As a writer who grew up "nourished by Western thought and literature", what was the biggest difficulty and challenge for Xu Zhiyuan to write a biography of Liang Qichao?

Xu Zhiyuan's biography of Liang Qichao is a decade-long writing project. Young Changemakers: Liang Qichao (1873-1898) is the first volume, followed by the second and third volumes. Recently, at the award ceremony of the first Wenjing Historical Writing Award, Xu Zhiyuan talked about his confusion and understanding of writing the second volume of "Young Changemakers".

The second volume is about Liang Qichao's exile in Japan. It was the beginning of the twentieth century that Liang Qi traveled to Japan and to the United States, which was in the Gilded Age, and other places. At that time, the various ideological trends that were breeding in those places, the chaotic and vital social changes that were taking place, how did Liang Qichao understand these? Far from China, as a bystander, how does he observe changes within China? In the face of a situation with many clues and complicated historical materials, long-term investment in it is very unaffected by emotional factors.

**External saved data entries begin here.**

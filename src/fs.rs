//! # File Set Handling
//!
//! Logical file entries, recursive directory expansion and the safe-join
//! check applied to every peer-supplied filename on the receiving side.

use std::path::{Component, Path, PathBuf};

use serde::{Deserialize, Serialize};
use walkdir::WalkDir;

use crate::error::{Error, Result};

// ============================================================================
// FILE ENTRIES
// ============================================================================

/// A logical unit offered for transfer.
///
/// `name` is the forward-slash relative path presented on the wire, unique
/// within a session. Directory entries are expanded into leaf entries at
/// session start, so everything downstream only ever sees regular files.
#[derive(Debug, Clone, Serialize, Deserialize)]
pub struct FileEntry {
    /// Forward-slash relative name, unique within the session.
    pub name: String,
    /// Byte size, snapshotted when the entry is built.
    pub size: u64,
    /// Absolute source path (sender side only).
    pub path: PathBuf,
    /// Whether the original selection was a directory.
    pub is_folder: bool,
}

impl FileEntry {
    /// Build an entry for a single regular file, named by its file name.
    pub fn from_file(path: &Path) -> Result<Self> {
        let meta = std::fs::metadata(path)?;
        let name = path
            .file_name()
            .ok_or_else(|| Error::Io(format!("no file name in {}", path.display())))?
            .to_string_lossy()
            .into_owned();
        Ok(Self {
            name,
            size: meta.len(),
            path: path.to_path_buf(),
            is_folder: false,
        })
    }
}

/// Enumerate every regular file beneath `root`, depth-first, lexicographic
/// within each directory. Symbolic links are not followed. Unreadable
/// entries are skipped with a warning rather than aborting the walk.
pub fn enumerate_leaves(root: &Path) -> Vec<PathBuf> {
    WalkDir::new(root)
        .follow_links(false)
        .sort_by_file_name()
        .into_iter()
        .filter_map(|entry| match entry {
            Ok(e) if e.file_type().is_file() => Some(e.into_path()),
            Ok(_) => None,
            Err(e) => {
                tracing::warn!(error = %e, "skipping unreadable entry");
                None
            }
        })
        .collect()
}

/// Expand a user selection (files and directories) into the flat, ordered
/// leaf set a session works with. Directory contents are named by their
/// directory-relative path, forward-slash normalized.
pub fn expand_entries(paths: &[PathBuf]) -> Result<Vec<FileEntry>> {
    let mut entries = Vec::new();
    for path in paths {
        let meta = std::fs::metadata(path)?;
        if meta.is_file() {
            entries.push(FileEntry::from_file(path)?);
        } else if meta.is_dir() {
            for leaf in enumerate_leaves(path) {
                let rel = leaf
                    .strip_prefix(path)
                    .map_err(|_| Error::Io(format!("walk escaped {}", path.display())))?;
                let size = std::fs::metadata(&leaf)?.len();
                entries.push(FileEntry {
                    name: to_wire_name(rel),
                    size,
                    path: leaf,
                    is_folder: true,
                });
            }
        }
    }
    Ok(entries)
}

/// Sum of entry sizes.
pub fn total_size(entries: &[FileEntry]) -> u64 {
    entries.iter().map(|e| e.size).sum()
}

fn to_wire_name(rel: &Path) -> String {
    rel.components()
        .map(|c| c.as_os_str().to_string_lossy())
        .collect::<Vec<_>>()
        .join("/")
}

// ============================================================================
// PATH SAFETY
// ============================================================================

/// Join `relative` onto `base` iff the result stays under `base`.
///
/// The check is lexical — absolute paths, drive prefixes and any `..` that
/// would climb above `base` are rejected — so it works for targets that do
/// not exist yet. Returns the joined path on success.
pub fn is_safe_join(base: &Path, relative: &str) -> Option<PathBuf> {
    let mut depth: usize = 0;
    let mut clean = PathBuf::new();
    for component in Path::new(relative).components() {
        match component {
            Component::Normal(part) => {
                clean.push(part);
                depth += 1;
            }
            Component::CurDir => {}
            Component::ParentDir => {
                if depth == 0 {
                    return None;
                }
                clean.pop();
                depth -= 1;
            }
            Component::RootDir | Component::Prefix(_) => return None,
        }
    }
    if depth == 0 {
        return None;
    }
    Some(base.join(clean))
}

// ============================================================================
// FORMATTING
// ============================================================================

/// Human-readable byte count, e.g. `1.23 GB`.
pub fn format_size(bytes: u64) -> String {
    let mut value = bytes as f64;
    for unit in ["B", "KB", "MB", "GB", "TB"] {
        if value < 1024.0 {
            return format!("{value:.2} {unit}");
        }
        value /= 1024.0;
    }
    format!("{value:.2} PB")
}

/// Human-readable transfer rate, e.g. `15.30 MB/s`.
pub fn format_speed(bytes_per_sec: f64) -> String {
    format!("{}/s", format_size(bytes_per_sec.max(0.0) as u64))
}

/// Human-readable remaining time, e.g. `2m 35s`.
pub fn format_eta(secs: u64) -> String {
    let hours = secs / 3600;
    let minutes = (secs % 3600) / 60;
    let seconds = secs % 60;
    if hours > 0 {
        format!("{hours}h {minutes}m")
    } else if minutes > 0 {
        format!("{minutes}m {seconds}s")
    } else {
        format!("{seconds}s")
    }
}

// ============================================================================
// TESTS
// ============================================================================

#[cfg(test)]
mod tests {
    use super::*;
    use std::fs;

    #[test]
    fn test_safe_join_accepts_nested() {
        let base = Path::new("/tmp/save");
        let joined = is_safe_join(base, "docs/report.pdf").unwrap();
        assert_eq!(joined, Path::new("/tmp/save/docs/report.pdf"));
    }

    #[test]
    fn test_safe_join_rejects_traversal() {
        let base = Path::new("/tmp/save");
        assert!(is_safe_join(base, "../../etc/passwd").is_none());
        assert!(is_safe_join(base, "docs/../../../etc/passwd").is_none());
        assert!(is_safe_join(base, "/etc/passwd").is_none());
        assert!(is_safe_join(base, "").is_none());
        assert!(is_safe_join(base, "..").is_none());
    }

    #[test]
    fn test_safe_join_normalizes_internal_dots() {
        let base = Path::new("/tmp/save");
        let joined = is_safe_join(base, "a/./b/../c.txt").unwrap();
        assert_eq!(joined, Path::new("/tmp/save/a/c.txt"));
    }

    #[test]
    fn test_enumerate_leaves_sorted_depth_first() {
        let dir = tempfile::tempdir().unwrap();
        fs::create_dir(dir.path().join("sub")).unwrap();
        fs::write(dir.path().join("b.txt"), b"b").unwrap();
        fs::write(dir.path().join("a.txt"), b"a").unwrap();
        fs::write(dir.path().join("sub").join("c.txt"), b"c").unwrap();

        let leaves = enumerate_leaves(dir.path());
        let names: Vec<_> = leaves
            .iter()
            .map(|p| p.strip_prefix(dir.path()).unwrap().to_string_lossy().replace('\\', "/"))
            .collect();
        assert_eq!(names, vec!["a.txt", "b.txt", "sub/c.txt"]);
    }

    #[test]
    fn test_expand_entries_mixed_selection() {
        let dir = tempfile::tempdir().unwrap();
        let single = dir.path().join("single.bin");
        fs::write(&single, vec![0u8; 10]).unwrap();
        let folder = dir.path().join("folder");
        fs::create_dir(&folder).unwrap();
        fs::write(folder.join("inner.txt"), b"hello").unwrap();

        let entries = expand_entries(&[single.clone(), folder.clone()]).unwrap();
        assert_eq!(entries.len(), 2);
        assert_eq!(entries[0].name, "single.bin");
        assert_eq!(entries[0].size, 10);
        assert!(!entries[0].is_folder);
        assert_eq!(entries[1].name, "inner.txt");
        assert_eq!(entries[1].size, 5);
        assert!(entries[1].is_folder);
        assert_eq!(total_size(&entries), 15);
    }

    #[test]
    fn test_format_size() {
        assert_eq!(format_size(512), "512.00 B");
        assert_eq!(format_size(1536), "1.50 KB");
        assert_eq!(format_size(5 * 1024 * 1024), "5.00 MB");
    }

    #[test]
    fn test_format_eta() {
        assert_eq!(format_eta(42), "42s");
        assert_eq!(format_eta(155), "2m 35s");
        assert_eq!(format_eta(3900), "1h 5m");
    }
}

Xu Zhiyuan said, "Sometimes there is too much information, but it falls into it." When he couldn't find his way, he chose to go to the scene and look for the feeling of reality. In Xu Zhiyuan's view, what is important is how to feel these histories, how to make them a kind of existence and continuation in our lives. Today, Movable Type Jun shared with book friends The latest speech of Teacher Xu Zhiyuan at the award ceremony ,"An Amateur's Attempt".

An amateur's attempt

Xu Zhiyuan dictated

This article is compiled from the shorthand of the award ceremony

Full speech: Xu Zhiyuan,"An Amateur's Attempt"

I would like to suggest that the next award can be held in the evening, and everyone can drink a little before sitting down to talk. Because I think history is not only sober, spectator-bystander, but also intense, intervening, even full of nonsense, that is also a very important part of history, even the most important part.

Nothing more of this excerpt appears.